A poco andar, los jueces se entusiasmaron, y no sólo dejaron de aplicar la ley en lo que a amnistía y prescripción se refiere, sino que también ampliaron su incumplimiento al principio de la “cosa juzgada” y crearon la ficción legal del “secuestro permanente”, con lo cual hasta hoy se auto-eximen de la aplicación de aquellos conceptos y preceptos básicos.
Probablemente sean los jueces los únicos que se han visto conmovidos por la actual suerte de personas que han permanecido por 30 años secuestradas, probablemente mal alimentadas, desatendidas en sus necesidades de salud y abrigo, cuidadosa y onerosamente ocultadas y presumiblemente sepultadas a escondidas en caso de fallecimiento por vejez o enfermedad. Algo que nadie, ni siquiera los familiares de los llamados “detenidos desparecidos”, dentro de su comprensible dolor, se creen. Pero como la justicia es ciega, es más fácil no ver...
Como resultado del curso descrito, hoy tenemos que existen más de 300 procesos abiertos y pendientes, por hechos acaecidos durante la vigencia de la Ley de Amnistía, es decir, antes de 1978. A ojos de buen cubero, alrededor de 25 años atrás. A ojos de cualquier postulante a la Escuela de Derecho, allí debió aplicarse la amnistía y la prescripción. Muchos de esos procesos han sido “reabiertos” después de ser correctamente sobreseídos por amnistía o prescripción.
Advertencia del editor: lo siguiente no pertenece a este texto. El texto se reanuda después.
//! The structured world bundle supplied by collaborators at session
//! creation: NPC roster, scene graph with unlock edges, item catalog.
//!
//! The runtime treats this data as read-only reference material for prompt
//! building; it is persisted with the session manifest so recovery does not
//! depend on the upstream document pipeline.

use serde::{Deserialize, Serialize};

/// Everything the narrator needs to know about the story world.
#[derive(Debug, Clone, Default, PartialEq, Serialize, Deserialize)]
pub struct WorldBundle {
    pub npcs: Vec<Npc>,
    pub scenes: Vec<Scene>,
    pub items: Vec<ItemDef>,
}

/// A character the narrator may voice.
#[derive(Debug, Clone, PartialEq, Serialize, Deserialize)]
pub struct Npc {
    pub id: String,
    pub name: String,
    #[serde(default)]
    pub description: String,
}

/// A scene in the story graph.
#[derive(Debug, Clone, PartialEq, Serialize, Deserialize)]
pub struct Scene {
    pub id: String,
    pub name: String,
    #[serde(default)]
    pub description: String,
    /// Scene ids this scene can unlock.
    #[serde(default)]
    pub unlocks: Vec<String>,
    /// Whether the scene is open from the start.
    #[serde(default)]
    pub initially_unlocked: bool,
}

/// An item the story can grant or require.
#[derive(Debug, Clone, PartialEq, Serialize, Deserialize)]
pub struct ItemDef {
    pub id: String,
    pub name: String,
    #[serde(default)]
    pub description: String,
}

impl WorldBundle {
    pub fn new() -> Self {
        Self::default()
    }

    pub fn npc(&self, id: &str) -> Option<&Npc> {
        self.npcs.iter().find(|n| n.id == id)
    }

    pub fn scene(&self, id: &str) -> Option<&Scene> {
        self.scenes.iter().find(|s| s.id == id)
    }

    pub fn item(&self, id: &str) -> Option<&ItemDef> {
        self.items.iter().find(|i| i.id == id)
    }

    /// Scene ids open at session start.
    pub fn initial_scenes(&self) -> impl Iterator<Item = &str> {
        self.scenes
            .iter()
            .filter(|s| s.initially_unlocked)
            .map(|s| s.id.as_str())
    }

    /// Compact prose summary for the narrator's system prompt.
    pub fn prompt_summary(&self) -> String {
        let mut out = String::new();
        if !self.npcs.is_empty() {
            out.push_str("## Characters\n");
            for npc in &self.npcs {
                out.push_str(&format!("- {} ({})", npc.name, npc.id));
                if !npc.description.is_empty() {
                    out.push_str(&format!(": {}", npc.description));
                }
                out.push('\n');
            }
        }
        if !self.scenes.is_empty() {
            out.push_str("## Scenes\n");
            for scene in &self.scenes {
                out.push_str(&format!("- {} ({})", scene.name, scene.id));
                if !scene.unlocks.is_empty() {
                    out.push_str(&format!(" -> unlocks {}", scene.unlocks.join(", ")));
                }
                out.push('\n');
            }
        }
        if !self.items.is_empty() {
            out.push_str("## Items\n");
            for item in &self.items {
                out.push_str(&format!("- {} ({})\n", item.name, item.id));
            }
        }
        out
    }
}

#[cfg(test)]
pub(crate) fn sample_world() -> WorldBundle {
    WorldBundle {
        npcs: vec![Npc {
            id: "npc_1".to_string(),
            name: "Mira".to_string(),
            description: "A nervous herbalist".to_string(),
        }],
        scenes: vec![
            Scene {
                id: "village".to_string(),
                name: "The Village".to_string(),
                description: String::new(),
                unlocks: vec!["crypt".to_string()],
                initially_unlocked: true,
            },
            Scene {
                id: "crypt".to_string(),
                name: "The Crypt".to_string(),
                description: String::new(),
                unlocks: Vec::new(),
                initially_unlocked: false,
            },
        ],
        items: vec![ItemDef {
            id: "old_key".to_string(),
            name: "Old Key".to_string(),
            description: String::new(),
        }],
    }
}
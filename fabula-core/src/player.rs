//! Player state: the per-session snapshot of stats, inventory,
//! relationships, locations, and currency.
//!
//! The requirement evaluator reads this snapshot; hint deltas and mission
//! rewards write to it through the helpers here.

use crate::mission::MissionReward;
use crate::steps::HintDelta;
use serde::{Deserialize, Serialize};
use std::collections::{HashMap, HashSet};

/// The player's mutable state within a session.
#[derive(Debug, Clone, Default, PartialEq, Serialize, Deserialize)]
pub struct PlayerState {
    /// Named numeric stats (courage, wit, ...).
    pub stats: HashMap<String, i64>,

    /// Item id to quantity held.
    pub inventory: HashMap<String, u32>,

    /// NPC id to relationship score.
    pub relationships: HashMap<String, i64>,

    /// Scenes opened up by the story.
    pub unlocked_scenes: HashSet<String>,

    /// Locations the player has actually been to.
    pub visited_locations: HashSet<String>,

    /// Spendable currency.
    pub currency: i64,
}

impl PlayerState {
    pub fn new() -> Self {
        Self::default()
    }

    /// Look up a stat, treating absence as zero.
    pub fn stat(&self, name: &str) -> i64 {
        self.stats.get(name).copied().unwrap_or(0)
    }

    /// Quantity of an item held, zero when absent.
    pub fn item_count(&self, item_id: &str) -> u32 {
        self.inventory.get(item_id).copied().unwrap_or(0)
    }

    /// Relationship score with an NPC, zero when unmet.
    pub fn relationship(&self, npc_id: &str) -> i64 {
        self.relationships.get(npc_id).copied().unwrap_or(0)
    }

    /// Whether the player has visited a location.
    pub fn has_visited(&self, location: &str) -> bool {
        self.visited_locations.contains(location)
    }

    /// Record a visit to a location.
    pub fn visit(&mut self, location: impl Into<String>) {
        self.visited_locations.insert(location.into());
    }

    /// Apply one typed hint delta from the narrative stream.
    pub fn apply_delta(&mut self, delta: &HintDelta) {
        match delta {
            HintDelta::Stat { name, delta } => {
                *self.stats.entry(name.clone()).or_insert(0) += delta;
            }
            HintDelta::Relationship { npc_id, delta } => {
                *self.relationships.entry(npc_id.clone()).or_insert(0) += delta;
            }
            HintDelta::Item { item_id, delta } => {
                let count = self.inventory.entry(item_id.clone()).or_insert(0);
                // Inventory never goes negative; a larger deduction clamps.
                let d = (*delta).clamp(i64::from(i32::MIN), i64::from(i32::MAX)) as i32;
                *count = count.saturating_add_signed(d);
                if *count == 0 {
                    self.inventory.remove(item_id);
                }
            }
            HintDelta::UnlockScene { scene_id } => {
                self.unlocked_scenes.insert(scene_id.clone());
            }
        }
    }

    /// Apply a mission reward in full.
    pub fn apply_reward(&mut self, reward: &MissionReward) {
        self.currency += reward.currency;
        for (item_id, qty) in &reward.items {
            *self.inventory.entry(item_id.clone()).or_insert(0) += qty;
        }
        for (stat, bonus) in &reward.stat_bonuses {
            *self.stats.entry(stat.clone()).or_insert(0) += bonus;
        }
    }
}
//! QA tests for missions and the storyline gate.
//!
//! These tests verify:
//! - A blocking story mission refuses the main loop end to end
//! - Submission completes via any satisfied path and pays exactly once
//! - Abandonment clears the block without granting anything
//! - The story-mission policy honors the cooldown and forcing windows
//!
//! Run with: `cargo test -p fabula-core --test qa_missions`

use fabula_core::testing::TestHarness;
use fabula_core::{
    CompletionPath, MissionDef, MissionReward, MissionStatus, MissionType, PathRequirements,
    SubmissionOutcome, TurnEvent,
};

fn blocking_mission() -> MissionDef {
    MissionDef::new(
        "Recover the seal",
        "The ducal seal lies somewhere in the crypt.",
        MissionType::Story,
    )
    .blocking()
    .with_path(CompletionPath::new(
        "fetch",
        "Bring the seal back",
        PathRequirements::new().with_item("seal", 1),
    ))
    .with_path(CompletionPath::new(
        "persuade",
        "Convince the duke he never needed it",
        PathRequirements::new().with_relationship("duke", 3),
    ))
    .with_reward(MissionReward::currency(50))
}

#[tokio::test]
async fn test_blocking_mission_refuses_the_main_loop() {
    let mut harness = TestHarness::new("gate").await;
    let mission = harness
        .session
        .missions
        .create(blocking_mission())
        .expect("create")
        .clone();

    let (outcome, events) = harness.run_turn("I go shopping", &["unused"]).await;

    assert!(outcome.blocked.is_some());
    assert!(outcome.text.contains("Recover the seal"));
    assert!(outcome.steps.is_empty());
    assert!(events
        .iter()
        .any(|e| matches!(e, TurnEvent::Blocked { .. })));
    // The model was never consulted: no transcript entry for this turn.
    assert!(harness.transcript().is_empty());

    // Resolving the mission reopens the loop.
    harness.session.missions.abandon(mission.id).expect("abandon");
    let (outcome, _) = harness
        .run_turn("I go shopping", &["[NARRATION: The market is busy.]"])
        .await;
    assert!(outcome.blocked.is_none());
    assert_eq!(harness.transcript().len(), 1);
}

#[tokio::test]
async fn test_submission_completes_via_any_path() {
    let mut harness = TestHarness::new("paths").await;
    let mission = harness
        .session
        .missions
        .create(blocking_mission())
        .expect("create")
        .clone();

    // Satisfy the second path only.
    *harness
        .session
        .player
        .relationships
        .entry("duke".to_string())
        .or_insert(0) = 3;

    let player = harness.session.player.clone();
    let outcome = harness
        .session
        .missions
        .submit(mission.id, &player)
        .expect("submit");

    match outcome {
        SubmissionOutcome::Completed { path_id, reward } => {
            assert_eq!(path_id, "persuade");
            assert_eq!(reward.currency, 50);
        }
        other => panic!("expected completion, got {other:?}"),
    }

    let stored = harness.session.missions.get(mission.id).expect("mission");
    assert_eq!(stored.status, MissionStatus::Completed);
    assert_eq!(stored.completed_path.as_deref(), Some("persuade"));
    // The gate is open again.
    assert!(harness.session.missions.blocking_mission().is_none());
}

#[tokio::test]
async fn test_incomplete_submission_reports_all_paths() {
    let mut harness = TestHarness::new("paths").await;
    let mission = harness
        .session
        .missions
        .create(blocking_mission())
        .expect("create")
        .clone();

    let player = harness.session.player.clone();
    let outcome = harness
        .session
        .missions
        .submit(mission.id, &player)
        .expect("submit");

    match outcome {
        SubmissionOutcome::Incomplete { missing } => {
            assert_eq!(missing.len(), 2);
            assert_eq!(missing[0].0, "fetch");
            assert_eq!(missing[1].0, "persuade");
            assert!(!missing[0].1.is_empty());
        }
        other => panic!("expected incomplete, got {other:?}"),
    }

    // Still active, still blocking.
    let stored = harness.session.missions.get(mission.id).expect("mission");
    assert_eq!(stored.status, MissionStatus::Active);
    assert_eq!(stored.attempted_submissions, 1);
    assert!(harness.session.missions.blocking_mission().is_some());
}

#[tokio::test]
async fn test_abandonment_grants_nothing() {
    let mut harness = TestHarness::new("abandon").await;
    let mission = harness
        .session
        .missions
        .create(blocking_mission())
        .expect("create")
        .clone();

    harness.session.missions.abandon(mission.id).expect("abandon");

    let stored = harness.session.missions.get(mission.id).expect("mission");
    assert_eq!(stored.status, MissionStatus::Abandoned);
    assert_eq!(harness.player().currency, 0);
    assert!(harness.session.missions.blocking_mission().is_none());
}

#[tokio::test]
async fn test_story_mission_cooldown_and_forcing() {
    let mut harness = TestHarness::new("policy").await;

    // Marker too early: inside the cooldown window, nothing fires.
    let (outcome, _) = harness
        .run_turn("act", &["[NARRATION: Calm.] [NEW_MISSION]"])
        .await;
    assert!(!outcome.story_mission_requested);

    // Marker after the cooldown: the policy fires.
    let (outcome, _) = harness.run_turn("act", &["[NARRATION: Quiet.]"]).await;
    assert!(!outcome.story_mission_requested);
    let (outcome, events) = harness
        .run_turn("act", &["[NARRATION: Now.] [NEW_MISSION]"])
        .await;
    assert!(outcome.story_mission_requested);
    assert!(events
        .iter()
        .any(|e| matches!(e, TurnEvent::StoryMissionRequested)));
}

#[tokio::test]
async fn test_story_mission_forced_without_marker() {
    let mut harness = TestHarness::new("policy").await;

    let mut requested = false;
    for _ in 0..10 {
        let (outcome, _) = harness
            .run_turn("wander", &["[NARRATION: Nothing happens.]"])
            .await;
        requested = outcome.story_mission_requested;
    }
    assert!(requested, "policy must force a mission by the tenth turn");
}

#[tokio::test]
async fn test_policy_silent_while_blocked_then_fires_after_resolution() {
    let mut harness = TestHarness::new("policy").await;
    let mission = harness
        .session
        .missions
        .create(blocking_mission())
        .expect("create")
        .clone();

    // Blocked turns never request a mission, however long the block lasts.
    for _ in 0..12 {
        let (outcome, _) = harness.run_turn("wander", &["unused"]).await;
        assert!(outcome.blocked.is_some());
        assert!(!outcome.story_mission_requested);
    }

    // The window elapsed during the block, so the first real turn after
    // resolution asks for a new mission.
    harness.session.missions.abandon(mission.id).expect("abandon");
    let (outcome, _) = harness
        .run_turn("wander", &["[NARRATION: Free at last.]"])
        .await;
    assert!(outcome.story_mission_requested);
}

#[tokio::test]
async fn test_second_story_mission_rejected_while_one_active() {
    let mut harness = TestHarness::new("single").await;
    harness
        .session
        .missions
        .create(blocking_mission())
        .expect("first");

    let err = harness
        .session
        .missions
        .create(blocking_mission())
        .unwrap_err();
    assert!(matches!(
        err,
        fabula_core::MissionError::StoryMissionActive
    ));
}
//! Narrative session runtime for AI interactive fiction.
//!
//! This crate provides:
//! - Incremental classification of marker-structured narrator output
//! - A streaming step emitter with a no-retraction guarantee
//! - Missions with multi-path completion and a storyline gate
//! - Durable per-session artifacts and crash recovery
//!
//! # Quick Start
//!
//! ```ignore
//! use fabula_core::{EngineConfig, EventSink, NarrativeEngine, StyleConfig, WorldBundle};
//! use fabula_model::ModelClient;
//!
//! #[tokio::main]
//! async fn main() -> Result<(), Box<dyn std::error::Error>> {
//!     let client = ModelClient::from_env()?;
//!     let engine = NarrativeEngine::new(client, EngineConfig::new("./sessions"));
//!
//!     engine
//!         .create_session("s1", WorldBundle::new(), StyleConfig::default(), None)
//!         .await?;
//!
//!     let (sink, mut events) = EventSink::channel();
//!     let outcome = engine.player_action("s1", "I open the door", &sink).await?;
//!     println!("{}", outcome.text);
//!     Ok(())
//! }
//! ```

pub mod cache;
pub mod emitter;
pub mod events;
pub mod mission;
pub mod player;
pub mod recovery;
pub mod requirements;
pub mod session;
pub mod steps;
pub mod store;
pub mod testing;
pub mod world;

// Primary public API
pub use emitter::StepEmitter;
pub use events::{EventSink, TurnEvent};
pub use mission::{
    CompletionPath, Mission, MissionDef, MissionError, MissionReward, MissionStatus, MissionStore,
    MissionType, SubmissionOutcome,
};
pub use player::PlayerState;
pub use requirements::{MissingRequirement, PathRequirements, RequirementReport};
pub use session::{EngineConfig, EngineError, NarrativeEngine, Session, TurnOutcome};
pub use steps::{ClassifyError, HintDelta, NarrativeStep};
pub use store::{SessionManifest, SessionStore, StoreError, StyleConfig, TranscriptEntry};
pub use world::{ItemDef, Npc, Scene, WorldBundle};
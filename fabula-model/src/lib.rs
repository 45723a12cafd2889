//! Minimal client for the Fabula narrative model endpoint.
//!
//! This crate provides a focused client for the text-generation service
//! that narrates sessions:
//! - Non-streaming and streaming completions
//! - Proper SSE parsing for streaming responses, tolerant of events
//!   split across network chunks
//!
//! The endpoint speaks a small JSON protocol: a `POST {base}/generate`
//! with a prompt bundle, answered either by a single JSON body or, when
//! `stream` is set, by an SSE stream of token deltas.

use futures::StreamExt;
use reqwest::header::{HeaderMap, HeaderValue, CONTENT_TYPE};
use serde::{Deserialize, Serialize};
use std::pin::Pin;
use thiserror::Error;
use tokio_stream::Stream;

const ENDPOINT_ENV: &str = "FABULA_MODEL_URL";
const API_KEY_ENV: &str = "FABULA_MODEL_KEY";
const DEFAULT_MODEL: &str = "fabula-narrator-1";

/// Errors that can occur when talking to the model endpoint.
#[derive(Debug, Error)]
pub enum Error {
    #[error("Model endpoint not configured - set {ENDPOINT_ENV}")]
    NoEndpoint,

    #[error("Network error: {0}")]
    Network(String),

    #[error("API error (status {status}): {message}")]
    Api { status: u16, message: String },

    #[error("Failed to parse response: {0}")]
    Parse(String),

    #[error("Invalid configuration: {0}")]
    Config(String),
}

/// A boxed stream of model events, pulled by the consumer.
///
/// Dropping the stream cancels the underlying request.
pub type EventStream = Pin<Box<dyn Stream<Item = Result<StreamEvent, Error>> + Send>>;

/// Narrative model client.
#[derive(Clone)]
pub struct ModelClient {
    client: reqwest::Client,
    base_url: String,
    api_key: Option<String>,
    model: String,
}

impl ModelClient {
    /// Create a new client for the given endpoint base URL.
    pub fn new(base_url: impl Into<String>) -> Self {
        Self {
            client: reqwest::Client::builder()
                .timeout(std::time::Duration::from_secs(120))
                .connect_timeout(std::time::Duration::from_secs(30))
                .build()
                .expect("Failed to build HTTP client"),
            base_url: base_url.into(),
            api_key: None,
            model: DEFAULT_MODEL.to_string(),
        }
    }

    /// Create a client from the `FABULA_MODEL_URL` / `FABULA_MODEL_KEY`
    /// environment variables.
    pub fn from_env() -> Result<Self, Error> {
        let base_url = std::env::var(ENDPOINT_ENV).map_err(|_| Error::NoEndpoint)?;
        let mut client = Self::new(base_url);
        client.api_key = std::env::var(API_KEY_ENV).ok();
        Ok(client)
    }

    /// Set the API key sent with each request.
    pub fn with_api_key(mut self, key: impl Into<String>) -> Self {
        self.api_key = Some(key.into());
        self
    }

    /// Set the default model for this client.
    pub fn with_model(mut self, model: impl Into<String>) -> Self {
        self.model = model.into();
        self
    }

    /// Send a generation request and return the full response.
    pub async fn complete(&self, request: Request) -> Result<Completion, Error> {
        let api_request = self.build_api_request(&request, false);
        let headers = self.build_headers()?;

        let response = self
            .client
            .post(format!("{}/generate", self.base_url))
            .headers(headers)
            .json(&api_request)
            .send()
            .await
            .map_err(|e| Error::Network(e.to_string()))?;

        if !response.status().is_success() {
            let status = response.status().as_u16();
            let body = response.text().await.unwrap_or_default();
            return Err(Error::Api {
                status,
                message: body,
            });
        }

        let api_response: ApiCompletion = response
            .json()
            .await
            .map_err(|e| Error::Parse(e.to_string()))?;

        Ok(Completion {
            text: api_response.text,
            model: api_response.model,
        })
    }

    /// Send a generation request and stream token deltas.
    pub async fn stream(&self, request: Request) -> Result<EventStream, Error> {
        let api_request = self.build_api_request(&request, true);
        let headers = self.build_headers()?;

        let response = self
            .client
            .post(format!("{}/generate", self.base_url))
            .headers(headers)
            .json(&api_request)
            .send()
            .await
            .map_err(|e| Error::Network(e.to_string()))?;

        if !response.status().is_success() {
            let status = response.status().as_u16();
            let body = response.text().await.unwrap_or_default();
            return Err(Error::Api {
                status,
                message: body,
            });
        }

        // Use scan to maintain a buffer for incomplete SSE events across chunks
        let stream = response
            .bytes_stream()
            .scan(String::new(), |buffer, result| {
                let events = match result {
                    Ok(bytes) => {
                        buffer.push_str(&String::from_utf8_lossy(&bytes));
                        parse_sse_events_buffered(buffer)
                    }
                    Err(e) => vec![Err(Error::Network(e.to_string()))],
                };
                futures::future::ready(Some(events))
            })
            .flat_map(futures::stream::iter);

        Ok(Box::pin(stream))
    }

    fn build_headers(&self) -> Result<HeaderMap, Error> {
        let mut headers = HeaderMap::new();
        headers.insert(CONTENT_TYPE, HeaderValue::from_static("application/json"));
        if let Some(ref key) = self.api_key {
            headers.insert(
                "x-api-key",
                HeaderValue::from_str(key)
                    .map_err(|e| Error::Config(format!("Invalid API key: {e}")))?,
            );
        }
        Ok(headers)
    }

    fn build_api_request(&self, request: &Request, stream: bool) -> ApiRequest {
        ApiRequest {
            model: request.model.clone().unwrap_or_else(|| self.model.clone()),
            system: request.system.clone(),
            messages: request
                .messages
                .iter()
                .map(|m| ApiMessage {
                    role: match m.role {
                        Role::Player => "player".to_string(),
                        Role::Narrator => "narrator".to_string(),
                    },
                    content: m.content.clone(),
                })
                .collect(),
            max_tokens: request.max_tokens,
            temperature: request.temperature,
            stream,
        }
    }
}

// ============================================================================
// Public types
// ============================================================================

/// A generation request.
#[derive(Debug, Clone)]
pub struct Request {
    pub model: Option<String>,
    pub system: Option<String>,
    pub messages: Vec<Message>,
    pub max_tokens: usize,
    pub temperature: Option<f32>,
}

impl Request {
    /// Create a new request with the given conversation.
    pub fn new(messages: Vec<Message>) -> Self {
        Self {
            model: None,
            system: None,
            messages,
            max_tokens: 4096,
            temperature: None,
        }
    }

    pub fn with_model(mut self, model: impl Into<String>) -> Self {
        self.model = Some(model.into());
        self
    }

    pub fn with_system(mut self, system: impl Into<String>) -> Self {
        self.system = Some(system.into());
        self
    }

    pub fn with_max_tokens(mut self, max_tokens: usize) -> Self {
        self.max_tokens = max_tokens;
        self
    }

    pub fn with_temperature(mut self, temperature: f32) -> Self {
        self.temperature = Some(temperature);
        self
    }
}

/// A turn in the conversation fed to the model.
#[derive(Debug, Clone)]
pub struct Message {
    pub role: Role,
    pub content: String,
}

impl Message {
    /// A player-authored turn.
    pub fn player(text: impl Into<String>) -> Self {
        Self {
            role: Role::Player,
            content: text.into(),
        }
    }

    /// A narrator (model) turn.
    pub fn narrator(text: impl Into<String>) -> Self {
        Self {
            role: Role::Narrator,
            content: text.into(),
        }
    }
}

/// Who authored a conversation turn.
#[derive(Debug, Clone, Copy, PartialEq, Eq)]
pub enum Role {
    Player,
    Narrator,
}

/// A complete (non-streaming) generation result.
#[derive(Debug, Clone)]
pub struct Completion {
    pub text: String,
    pub model: String,
}

/// Events from a streaming response.
#[derive(Debug, Clone, PartialEq, Eq)]
pub enum StreamEvent {
    /// A token (or run of tokens) appended to the response text.
    Delta { text: String },
    /// The model finished the response.
    Done,
    /// The endpoint reported an error mid-stream.
    Error { message: String },
}

// ============================================================================
// Internal API types
// ============================================================================

#[derive(Debug, Serialize)]
struct ApiRequest {
    model: String,
    #[serde(skip_serializing_if = "Option::is_none")]
    system: Option<String>,
    messages: Vec<ApiMessage>,
    max_tokens: usize,
    #[serde(skip_serializing_if = "Option::is_none")]
    temperature: Option<f32>,
    stream: bool,
}

#[derive(Debug, Serialize)]
struct ApiMessage {
    role: String,
    content: String,
}

#[derive(Debug, Deserialize)]
struct ApiCompletion {
    text: String,
    model: String,
}

#[derive(Debug, Deserialize)]
#[serde(untagged)]
enum ApiStreamEvent {
    Error { error: ApiError },
    Delta { delta: String },
}

#[derive(Debug, Deserialize)]
struct ApiError {
    message: String,
}

/// Parse SSE events from a buffer, consuming complete lines and leaving
/// incomplete data for the next network chunk.
///
/// SSE data lines are newline-terminated. Complete lines are parsed and
/// drained from the buffer; a trailing partial line stays put until more
/// bytes arrive.
fn parse_sse_events_buffered(buffer: &mut String) -> Vec<Result<StreamEvent, Error>> {
    let mut events = Vec::new();

    loop {
        let Some(newline_pos) = buffer.find('\n') else {
            // No complete line yet, wait for more data
            break;
        };

        let line = &buffer[..newline_pos];

        if let Some(json_str) = line.strip_prefix("data: ") {
            if json_str == "[DONE]" {
                events.push(Ok(StreamEvent::Done));
            } else if !json_str.is_empty() {
                match serde_json::from_str::<ApiStreamEvent>(json_str) {
                    Ok(ApiStreamEvent::Delta { delta }) => {
                        events.push(Ok(StreamEvent::Delta { text: delta }));
                    }
                    Ok(ApiStreamEvent::Error { error }) => {
                        events.push(Ok(StreamEvent::Error {
                            message: error.message,
                        }));
                    }
                    Err(e) => {
                        events.push(Err(Error::Parse(format!("SSE parse error: {e}"))));
                    }
                }
            }
        }
        // Skip event: lines, empty lines, and other SSE metadata

        buffer.drain(..=newline_pos);
    }

    events
}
A ojos de un estudiante de primer año de derecho, allí debió regir el imperio de la cosa juzgada.
Producto de todo ello es que hoy por hoy cientos de uniformados de todas las ramas –en servicio activo o en retiro– deben desfilar incesantemente por los Tribunales, deben verse sometidos a numerosos, interminables, reiterados y redundantes interrogatorios, y deben cumplir sucesivos períodos de prisión preventiva. Todo ello para que –si efectivamente estamos en un Estado de Derecho y efectivamente se cumplan las leyes vigentes– esos uniformados inculpados deban en definitiva ser beneficiados con la amnistía o la prescripción, con lo cual habría “punto final”... sólo que quizá cuándo...
Por estos días, el Consejo de Defensa del Estado (CDE), y concretamente su presidenta Clara Szczaranski, han dado indicios de que se impondrá la cordura y se intentará restablecer la legalidad, al reconocerse la vigencia de la Ley de Amnistía.
Si el organismo rector de la defensa de los intereses del Estado de Chile, como lo es el CDE, se manifiesta en el sentido recién indicado, surge una pregunta de buena fe:
¿En qué topa el Presidente Ricardo Lagos para pasar a la historia, no sólo por sus autopistas y obras viales, por su preocupación por doña Juanita, sus TLC o su brillante oratoria en idioma inglés, sino también como el gobernante que puso fin a una guerra larvada o abierta de ya varias décadas, pacificando definitivamente a Chile?
Si el Presidente Aylwin pudo instruir erróneamente al Poder Judicial en un sentido, ¿por qué no puede el Presidente Lagos enviar a ese estamento una señal correctiva contraria, moderna, acorde con el sentir nacional –toda encuesta arroja un “basta ya”– y con lo que debe ser la legalidad vigente y el sentido común? Simplemente: “Aplíquese la ley vigente. Amnistía, prescripción y cosa juzgada. Si es necesario indulto, de eso me encargo yo”.
Todo esto puede sonar a “punto final”. ¿Y por qué no?